## What you should do
Search term "collect": copy each line of the data containing it.

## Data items
▬▬▬▬▬▬▬▬▬▬

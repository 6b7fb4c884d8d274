//! Maps the core `EngineError` taxonomy to status codes at the edge, per
//! the rule that nothing below the HTTP layer talks in terms of status
//! codes.

use axum::{
    http::StatusCode,
    response::{IntoResponse, Response},
    Json,
};
use serde_json::json;

use crate::error::EngineError;

pub struct ApiError(pub EngineError);

pub type ApiResult<T> = Result<T, ApiError>;

impl From<EngineError> for ApiError {
    fn from(e: EngineError) -> Self {
        ApiError(e)
    }
}

impl From<anyhow::Error> for ApiError {
    fn from(e: anyhow::Error) -> Self {
        ApiError(EngineError::Other(e))
    }
}

impl IntoResponse for ApiError {
    fn into_response(self) -> Response {
        let (status, message) = match &self.0 {
            EngineError::Input(msg) => (StatusCode::BAD_REQUEST, msg.clone()),
            EngineError::Auth(msg) => (StatusCode::BAD_REQUEST, msg.clone()),
            EngineError::TransientExternal(msg) => (StatusCode::BAD_GATEWAY, msg.clone()),
            EngineError::FatalStore(e) => (StatusCode::INTERNAL_SERVER_ERROR, format!("{e:#}")),
            EngineError::Concurrency(msg) => (StatusCode::CONFLICT, msg.clone()),
            EngineError::Other(e) => (StatusCode::INTERNAL_SERVER_ERROR, format!("{e:#}")),
        };

        if status == StatusCode::INTERNAL_SERVER_ERROR {
            tracing::error!(error = %self.0, "request failed");
        }

        (status, Json(json!({ "success": false, "error": message }))).into_response()
    }
}
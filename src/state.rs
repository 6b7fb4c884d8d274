//! Shared axum handler state: the engine context and the sync engine built
//! on top of it, both already behind an `Arc` so cloning `AppState` is
//! cheap.

use std::sync::Arc;

use crate::context::EngineContext;
use crate::sync_engine::SyncEngine;

#[derive(Clone)]
pub struct AppState {
    pub ctx: Arc<EngineContext>,
    pub sync_engine: Arc<SyncEngine>,
}

impl AppState {
    pub fn new(ctx: Arc<EngineContext>) -> Self {
        let sync_engine = Arc::new(SyncEngine::new(ctx.clone()));
        Self { ctx, sync_engine }
    }
}
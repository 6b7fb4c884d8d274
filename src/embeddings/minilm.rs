//! ONNX sentence-transformer embeddings (`all-MiniLM-L6-v2` / 384-dim,
//! or `all-mpnet-base-v2` / 768-dim). Mean-pools the last hidden state over
//! the attention mask and L2-normalizes, matching the reference model's
//! sentence-embedding head.

use super::EmbeddingModel;
use anyhow::{anyhow, Result};
use ort::session::builder::GraphOptimizationLevel;
use ort::session::Session;
use ort::value::Value;
use parking_lot::Mutex;
use std::path::{Path, PathBuf};
use std::sync::Arc;

pub struct MiniLmEmbeddings {
    session: Arc<Mutex<Session>>,
    tokenizer: Arc<tokenizers::Tokenizer>,
    dimension: usize,
    max_length: usize,
}

impl MiniLmEmbeddings {
    pub fn load(model_dir: &Path, dimension: usize) -> Result<Self> {
        let model_path = Self::find_model(model_dir)?;
        let tokenizer_path = model_dir.join("tokenizer.json");
        if !tokenizer_path.exists() {
            return Err(anyhow!(
                "tokenizer not found at: {}",
                tokenizer_path.display()
            ));
        }

        let tokenizer = tokenizers::Tokenizer::from_file(&tokenizer_path)
            .map_err(|e| anyhow!("failed to load tokenizer: {:?}", e))?;

        let model_bytes = std::fs::read(&model_path)?;
        let session = Session::builder()
            .map_err(|e| anyhow!("session builder: {:?}", e))?
            .with_optimization_level(GraphOptimizationLevel::Level3)
            .map_err(|e| anyhow!("opt level: {:?}", e))?
            .commit_from_memory(&model_bytes)
            .map_err(|e| anyhow!("failed to load embedding model: {:?}", e))?;

        Ok(Self {
            session: Arc::new(Mutex::new(session)),
            tokenizer: Arc::new(tokenizer),
            dimension,
            max_length: 256,
        })
    }

    fn find_model(model_dir: &Path) -> Result<PathBuf> {
        for candidate in ["model_O4.onnx", "model.onnx"] {
            let path = model_dir.join(candidate);
            if path.exists() {
                return Ok(path);
            }
        }
        Err(anyhow!(
            "no embedding model found in: {}",
            model_dir.display()
        ))
    }

    fn encode(&self, text: &str) -> Result<Vec<f32>> {
        let encoding = self
            .tokenizer
            .encode(text, true)
            .map_err(|e| anyhow!("tokenization failed: {:?}", e))?;

        let len = encoding.get_ids().len().min(self.max_length);
        let ids: Vec<i64> = encoding.get_ids()[..len].iter().map(|&id| id as i64).collect();
        let mask: Vec<i64> = encoding.get_attention_mask()[..len]
            .iter()
            .map(|&m| m as i64)
            .collect();
        let type_ids: Vec<i64> = encoding.get_type_ids()[..len]
            .iter()
            .map(|&t| t as i64)
            .collect();

        let shape = vec![1, len];
        let input_ids = Value::from_array((shape.clone(), ids))
            .map_err(|e| anyhow!("input_ids: {:?}", e))?;
        let attention_mask = Value::from_array((shape.clone(), mask.clone()))
            .map_err(|e| anyhow!("attention_mask: {:?}", e))?;
        let token_type_ids = Value::from_array((shape, type_ids))
            .map_err(|e| anyhow!("token_type_ids: {:?}", e))?;

        let inputs = ort::inputs![
            "input_ids" => input_ids,
            "attention_mask" => attention_mask,
            "token_type_ids" => token_type_ids,
        ];

        let mut session = self.session.lock();
        let outputs = session
            .run(inputs)
            .map_err(|e| anyhow!("embedding inference failed: {:?}", e))?;

        let output_name = outputs
            .iter()
            .next()
            .map(|(name, _)| name.to_string())
            .ok_or_else(|| anyhow!("embedding model produced no outputs"))?;
        let (shape, data) = outputs[output_name.as_str()]
            .try_extract_tensor::<f32>()
            .map_err(|e| anyhow!("failed to extract hidden states: {:?}", e))?;

        // shape is [1, seq_len, hidden_dim]; mean-pool over seq_len weighted
        // by the attention mask, then L2-normalize.
        let hidden_dim = *shape.last().ok_or_else(|| anyhow!("empty output shape"))? as usize;
        let seq_len = len;
        let mut pooled = vec![0.0f32; hidden_dim];
        let mut mask_sum = 0.0f32;

        for t in 0..seq_len {
            let m = mask[t] as f32;
            if m == 0.0 {
                continue;
            }
            mask_sum += m;
            for d in 0..hidden_dim {
                pooled[d] += data[t * hidden_dim + d] * m;
            }
        }
        if mask_sum > 0.0 {
            for v in pooled.iter_mut() {
                *v /= mask_sum;
            }
        }

        let norm = pooled.iter().map(|v| v * v).sum::<f32>().sqrt();
        if norm > 0.0 {
            for v in pooled.iter_mut() {
                *v /= norm;
            }
        }

        Ok(pooled)
    }

    /// Batch-tokenize and run one ONNX inference per batch of `MAX_BATCH`
    /// texts, mean-pooling and L2-normalizing each sample from the shared
    /// output tensor.
    fn encode_batch(&self, texts: &[&str]) -> Result<Vec<Vec<f32>>> {
        if texts.is_empty() {
            return Ok(Vec::new());
        }

        const MAX_BATCH: usize = 16;
        let mut all_embeddings = Vec::with_capacity(texts.len());

        for chunk in texts.chunks(MAX_BATCH) {
            let encodings: Vec<_> = chunk
                .iter()
                .map(|text| {
                    self.tokenizer
                        .encode(*text, true)
                        .map_err(|e| anyhow!("tokenization failed: {:?}", e))
                })
                .collect::<Result<Vec<_>>>()?;

            let max_len = encodings
                .iter()
                .map(|e| e.get_ids().len().min(self.max_length))
                .max()
                .unwrap_or(0);
            let batch_size = encodings.len();

            let mut ids_flat = Vec::with_capacity(batch_size * max_len);
            let mut mask_flat = Vec::with_capacity(batch_size * max_len);
            let mut type_flat = Vec::with_capacity(batch_size * max_len);

            for enc in &encodings {
                let len = enc.get_ids().len().min(max_len);
                for i in 0..len {
                    ids_flat.push(enc.get_ids()[i] as i64);
                    mask_flat.push(enc.get_attention_mask()[i] as i64);
                    type_flat.push(enc.get_type_ids()[i] as i64);
                }
                for _ in len..max_len {
                    ids_flat.push(0i64);
                    mask_flat.push(0i64);
                    type_flat.push(0i64);
                }
            }

            let shape = vec![batch_size, max_len];
            let input_ids = Value::from_array((shape.clone(), ids_flat))
                .map_err(|e| anyhow!("batch input_ids: {:?}", e))?;
            let attention_mask = Value::from_array((shape.clone(), mask_flat.clone()))
                .map_err(|e| anyhow!("batch attention_mask: {:?}", e))?;
            let token_type_ids = Value::from_array((shape, type_flat))
                .map_err(|e| anyhow!("batch token_type_ids: {:?}", e))?;

            let inputs = ort::inputs![
                "input_ids" => input_ids,
                "attention_mask" => attention_mask,
                "token_type_ids" => token_type_ids,
            ];

            let mut session = self.session.lock();
            let outputs = session
                .run(inputs)
                .map_err(|e| anyhow!("batch embedding inference failed: {:?}", e))?;

            let output_name = outputs
                .iter()
                .next()
                .map(|(name, _)| name.to_string())
                .ok_or_else(|| anyhow!("embedding model produced no outputs"))?;
            let (out_shape, data) = outputs[output_name.as_str()]
                .try_extract_tensor::<f32>()
                .map_err(|e| anyhow!("failed to extract batch hidden states: {:?}", e))?;

            // out_shape is [batch_size, seq_len, hidden_dim]; mean-pool each
            // sample over seq_len weighted by its own attention mask.
            let hidden_dim = *out_shape.last().ok_or_else(|| anyhow!("empty output shape"))? as usize;
            let seq_len = max_len;

            for sample in 0..batch_size {
                let mask_offset = sample * seq_len;
                let data_offset = sample * seq_len * hidden_dim;
                let mut pooled = vec![0.0f32; hidden_dim];
                let mut mask_sum = 0.0f32;

                for t in 0..seq_len {
                    let m = mask_flat[mask_offset + t] as f32;
                    if m == 0.0 {
                        continue;
                    }
                    mask_sum += m;
                    let row = data_offset + t * hidden_dim;
                    for d in 0..hidden_dim {
                        pooled[d] += data[row + d] * m;
                    }
                }
                if mask_sum > 0.0 {
                    for v in pooled.iter_mut() {
                        *v /= mask_sum;
                    }
                }

                let norm = pooled.iter().map(|v| v * v).sum::<f32>().sqrt();
                if norm > 0.0 {
                    for v in pooled.iter_mut() {
                        *v /= norm;
                    }
                }

                all_embeddings.push(pooled);
            }
        }

        Ok(all_embeddings)
    }
}

impl EmbeddingModel for MiniLmEmbeddings {
    fn embed_query(&self, text: &str) -> Result<Vec<f32>> {
        self.encode(text)
    }

    fn embed_document(&self, text: &str) -> Result<Vec<f32>> {
        self.encode(text)
    }

    fn embed_documents(&self, texts: &[&str]) -> Result<Vec<Vec<f32>>> {
        self.encode_batch(texts)
    }

    fn dimension(&self) -> usize {
        self.dimension
    }
}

▬▬▬▬▬▬▬▬▬▬

## Output for this exercise
        let ids: Vec<i64> = encoding.get_ids()[..len].iter().map(|&id| id as i64).collect();
            .collect();
            .collect();
                .collect::<Result<Vec<_>>>()?;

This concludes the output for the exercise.